Monday, November 8, 2010

Toughest Day of My Life-Personal Narrative

The Toughest Day of My Life
Monday Oct. 4, 2010, started out as a normal day for me. My alarm went off, and as usual, I hit the snooze 5 times. After finally rolling out of bed, I made myself an outfit, and took a shower. After my shower, I grabbed my backpack and a Carnation Breakfast, and headed to class. I walked to class that day, which was not a normal thing for me. But for some reason, I thought that walking would be a good idea.
After class was done, which was about 2:30 P.M., I asked my friend Owen what he was doing that night. Without any hesitation, he said that he was going to go workout then he planned to drive home. I told him to give me a call when he wanted to lift. As usual he responded with “Hell Yeah!” So I proceeded to walk out of the classroom, and headed home.
When I arrived at my apartment, I realized that all of my roommates were sitting in the living room, doing homework. So I instinctively pulled out my laptop and joined them. While working on my personal narrative assignment for my Written Communications class, my roommates began to talk. Considering that I was almost done with my narrative, I began to listen. Eventually the conversation turned into an argument about something so small that I didn’t feel the need to express my opinion to my roommates. So instead I decided to give myself time to think more about my narrative, and go take a nap. It was 4:00 P.M. when I headed to my room to sleep.

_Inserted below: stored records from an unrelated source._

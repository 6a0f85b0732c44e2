use crate::models::exercise::{ Exercise, ExerciseKind };

/// How an option is shown once a choice has been made.
#[derive(Clone, Copy, Debug, PartialEq, Eq)]
pub enum OptionMark {
    Neutral,
    Correct,
    ChosenWrong,
    Dimmed,
}

#[derive(Clone, Debug)]
pub struct OptionRow {
    pub label: char,
    pub text: String,
    pub mark: OptionMark,
    pub disabled: bool,
}

/// Per-instance view state for one exercise.
///
/// Choosing an answer is a one-way transition: afterwards every option is
/// disabled and recolored (correct positive, the chosen one negative when
/// wrong, the rest dimmed). There is no way back; a fresh exercise gets a
/// fresh view.
pub struct ExerciseView {
    exercise: Exercise,
    chosen: Option<String>,
}

fn same_answer(a: &str, b: &str) -> bool {
    a.trim().eq_ignore_ascii_case(b.trim())
}

impl ExerciseView {
    pub fn new(exercise: Exercise) -> Self {
        Self {
            exercise,
            chosen: None,
        }
    }

    pub fn exercise(&self) -> &Exercise {
        &self.exercise
    }

    pub fn is_resolved(&self) -> bool {
        self.chosen.is_some()
    }

    /// An exercise the backend sent without its core text field. Rendered
    /// as a raw dump instead of failing.
    pub fn is_malformed(&self) -> bool {
        self.exercise.prompt_text().is_none()
    }

    /// Maps console input onto an answer string. A single letter picks the
    /// option with that index label; anything else is passed through as
    /// free text for the backend to grade.
    pub fn resolve_input(&self, input: &str) -> String {
        let trimmed = input.trim();
        let options = self.exercise.options();
        if self.exercise.kind.has_options() && trimmed.len() == 1 {
            let c = trimmed.chars().next().unwrap_or(' ').to_ascii_uppercase();
            if c.is_ascii_uppercase() {
                let idx = (c as usize) - ('A' as usize);
                if let Some(option) = options.get(idx) {
                    return option.clone();
                }
            }
        }
        trimmed.to_string()
    }

    /// Records the chosen answer. Ignored when a choice was already made;
    /// the transition is not reversible.
    pub fn choose(&mut self, answer: &str) {
        if self.chosen.is_some() {
            return;
        }
        self.chosen = Some(answer.trim().to_string());
    }

    pub fn option_rows(&self) -> Vec<OptionRow> {
        let correct = self.exercise.correct_answer();
        self.exercise
            .options()
            .iter()
            .enumerate()
            .map(|(idx, text)| {
                let label = (b'A' + (idx as u8 % 26)) as char;
                let mark = match &self.chosen {
                    None => OptionMark::Neutral,
                    Some(chosen) => {
                        if correct.map(|c| same_answer(c, text)).unwrap_or(false) {
                            OptionMark::Correct
                        } else if same_answer(chosen, text) {
                            OptionMark::ChosenWrong
                        } else {
                            OptionMark::Dimmed
                        }
                    }
                };
                OptionRow {
                    label,
                    text: text.clone(),
                    mark,
                    disabled: self.chosen.is_some(),
                }
            })
            .collect()
    }

    /// Renders the exercise as terminal lines.
    pub fn render_lines(&self) -> Vec<String> {
        if self.is_malformed() {
            return self.render_debug_dump();
        }

        let mut lines = Vec::new();
        let content = &self.exercise.content;

        let header = match self.exercise.kind {
            ExerciseKind::Mcq => "Oefening: meerkeuze",
            ExerciseKind::Gapfill => "Oefening: invuloefening",
            ExerciseKind::Reading => "Oefening: begrijpend lezen",
            ExerciseKind::Writing => "Oefening: schrijfopdracht",
        };
        lines.push(header.to_string());

        if let Some(instructions) = &self.exercise.instructions {
            lines.push(instructions.clone());
        }

        if self.exercise.kind == ExerciseKind::Reading {
            if let Some(passage) = &content.passage {
                lines.push(String::new());
                lines.push(passage.clone());
            }
        }

        lines.push(String::new());
        if let Some(text) = self.exercise.prompt_text() {
            lines.push(text.to_string());
        }

        match self.exercise.kind {
            ExerciseKind::Mcq | ExerciseKind::Reading => {
                lines.push(String::new());
                for row in self.option_rows() {
                    let marker = match row.mark {
                        OptionMark::Neutral => "",
                        OptionMark::Correct => "  [juist]",
                        OptionMark::ChosenWrong => "  [fout]",
                        OptionMark::Dimmed => "",
                    };
                    lines.push(format!("  {}. {}{}", row.label, row.text, marker));
                }
            }
            ExerciseKind::Writing => {
                if let Some(limit) = &content.word_limit {
                    lines.push(format!("Lengte: {} – {} woorden", limit.min, limit.max));
                }
                if let Some(rubric) = &content.rubric {
                    lines.push(String::new());
                    for (criterion, description) in rubric {
                        lines.push(format!("  - {}: {}", criterion, description));
                    }
                }
            }
            ExerciseKind::Gapfill => {}
        }

        lines
    }

    fn render_debug_dump(&self) -> Vec<String> {
        let raw = serde_json
            ::to_string_pretty(&self.exercise)
            .unwrap_or_else(|_| "<onleesbare oefening>".to_string());
        let mut lines = vec!["Onbekende oefeningsvorm, ruwe inhoud:".to_string()];
        lines.extend(raw.lines().map(|l| l.to_string()));
        lines
    }
}

#[cfg(test)]
mod tests {
    use super::*;
    use crate::models::exercise::{ AnswerKey, ExerciseContent, WordLimit };

    fn mcq(options: &[&str], correct: &str) -> Exercise {
        Exercise {
            exercise_id: "mcq_test".to_string(),
            kind: ExerciseKind::Mcq,
            instructions: None,
            topic: None,
            difficulty: None,
            content: ExerciseContent {
                question: Some("Kies het juiste antwoord.".to_string()),
                options: Some(options.iter().map(|s| s.to_string()).collect()),
                ..Default::default()
            },
            answer_key: Some(AnswerKey {
                correct_option: Some(correct.to_string()),
                ..Default::default()
            }),
        }
    }

    #[test]
    fn choosing_the_correct_option_marks_nothing_negative() {
        let mut view = ExerciseView::new(mcq(&["A", "B"], "A"));
        let answer = view.resolve_input("A");
        view.choose(&answer);

        let rows = view.option_rows();
        assert_eq!(rows[0].mark, OptionMark::Correct);
        assert_eq!(rows[1].mark, OptionMark::Dimmed);
        assert!(rows.iter().all(|r| r.disabled));
        assert!(rows.iter().all(|r| r.mark != OptionMark::ChosenWrong));
    }

    #[test]
    fn choosing_a_wrong_option_marks_it_negative() {
        let mut view = ExerciseView::new(mcq(&["A", "B"], "A"));
        let answer = view.resolve_input("B");
        view.choose(&answer);

        let rows = view.option_rows();
        assert_eq!(rows[0].mark, OptionMark::Correct);
        assert_eq!(rows[1].mark, OptionMark::ChosenWrong);
    }

    #[test]
    fn choose_is_a_one_way_transition() {
        let mut view = ExerciseView::new(mcq(&["A", "B"], "A"));
        view.choose("B");
        view.choose("A");

        let rows = view.option_rows();
        assert_eq!(rows[1].mark, OptionMark::ChosenWrong);
    }

    #[test]
    fn letter_input_maps_to_option_text() {
        let view = ExerciseView::new(mcq(&["must", "should", "can"], "must"));
        assert_eq!(view.resolve_input("b"), "should");
        assert_eq!(view.resolve_input("vrije tekst"), "vrije tekst");
        // out of range letters fall through as free text
        assert_eq!(view.resolve_input("z"), "z");
    }

    #[test]
    fn writing_renders_word_limit_advisory_and_rubric() {
        let exercise = Exercise {
            exercise_id: "write_01".to_string(),
            kind: ExerciseKind::Writing,
            instructions: None,
            topic: None,
            difficulty: None,
            content: ExerciseContent {
                prompt: Some("Describe your weekend".to_string()),
                word_limit: Some(WordLimit { min: 50, max: 150 }),
                rubric: Some(
                    [("structure".to_string(), "Greeting, body, ending.".to_string())]
                        .into_iter()
                        .collect(),
                ),
                ..Default::default()
            },
            answer_key: None,
        };
        let view = ExerciseView::new(exercise);
        let rendered = view.render_lines().join("\n");
        assert!(rendered.contains("Describe your weekend"));
        assert!(rendered.contains("50 – 150 woorden"));
        assert!(rendered.contains("structure: Greeting, body, ending."));
    }

    #[test]
    fn exercise_without_core_text_renders_debug_dump() {
        let exercise = Exercise {
            exercise_id: "broken_01".to_string(),
            kind: ExerciseKind::Mcq,
            instructions: None,
            topic: None,
            difficulty: None,
            content: ExerciseContent::default(),
            answer_key: None,
        };
        let view = ExerciseView::new(exercise);
        assert!(view.is_malformed());
        let rendered = view.render_lines().join("\n");
        assert!(rendered.contains("broken_01"));
    }
}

I slept for 3 hours, which is a pretty normal nap for me. After my nap, I felt refreshed, and ready to finish my narrative. When I moved to my living room, I thought to myself that Owen was supposed to call me to go work out. Shortly after thinking about that, I began to think about all the good times we used to have, and how I wished that we were as close as we used to be. Owen used to spend days, upon days at my house last year. But over the summer, we didn’t keep in touch. But I, knowing how busy Owen always was, waited for him to get in touch with me. This probably wasn’t the best choice, on my part.
I worked on my narrative for about 3 hours. This seems like an extremely long time for the little bit of work that I had left to do, but having 5 roommates means many distractions. After finishing my paper, I decided to watch a movie. We decided to watch Tommy Boy, which is one of my favorite movies. We finally started the movie at 11:30 P.M. We watched the first half as usual, meaning; plenty of laughing, and making fun of the movie. But at exactly 12:19 A.M., I received a text message that would change everything.
The text message came from Krista Himley saying, “Did you hear what happened to Owen?” Since I hadn’t heard from Owen all night, I replied, “No? What Happened?” Shortly thereafter Krista texted back saying, “He died in a car accident tonight.” After reading the text message in disbelief I glanced at my computer, only to see all of the comments on Owens Facebook Wall. My heart sunk after I read some of the comments that were posted. I didn’t know what to do. I told my roommates, even though only a couple of them had met Owen. Naturally they were upset, and they were there for me if I needed it. At about 2:00 A.M., I received a phone call from Kaila Karlen asking what had happened to Owen. I told her as much as I had known, which wasn’t very much. That night was very long for me, because not only did I not have a clue about what to do about the situation, but I kept getting text messages asking what had happened.
The next morning finally came around, while I debated going to school, I thought about all the people in my classes that I shared with Owen. So I put some clothes on, and headed to class. When I arrived to class, I saw that everyone was crying, so obviously they had all heard about it. I sat down in my desk, shortly after my instructor Mike Poellinger, asked me what had happened to him and when I found out. I told him that I didn’t really know what happened, but I had found out at 12:00, the night prior.
By this time the tears had been falling from my face for quite some time. Then we had a school counselor come in to talk to us. For me, this was the hardest part. When it was finally my turn to talk, I talked about how I would miss his smile, and the energy that he brought into every room he walked into. Actually talking about it, made it “real” for me. Listening to all the things that the others in the class had to say about him made it very tough to believe that something like this could happen to a nice kid like Owen. I guess the saying is true that “only the good die young”.
Even though this was, and is a very tough time in my life. I try to look at it in the most positive way that’s possible. I remember all the good times we had together, and the life lessons that this has taught me. I dislike how it takes a situation like this, to realize how much somebody means to you. Owen meant/means a lot to me. And not a day goes by where I’m not reminded of him. I appreciate my friendship with others more than ever. I hope that my friends appreciate my friendship as much as I appreciate theirs.
R.I.P- Owen Fitzgerald. You’ll be missed and loved by many!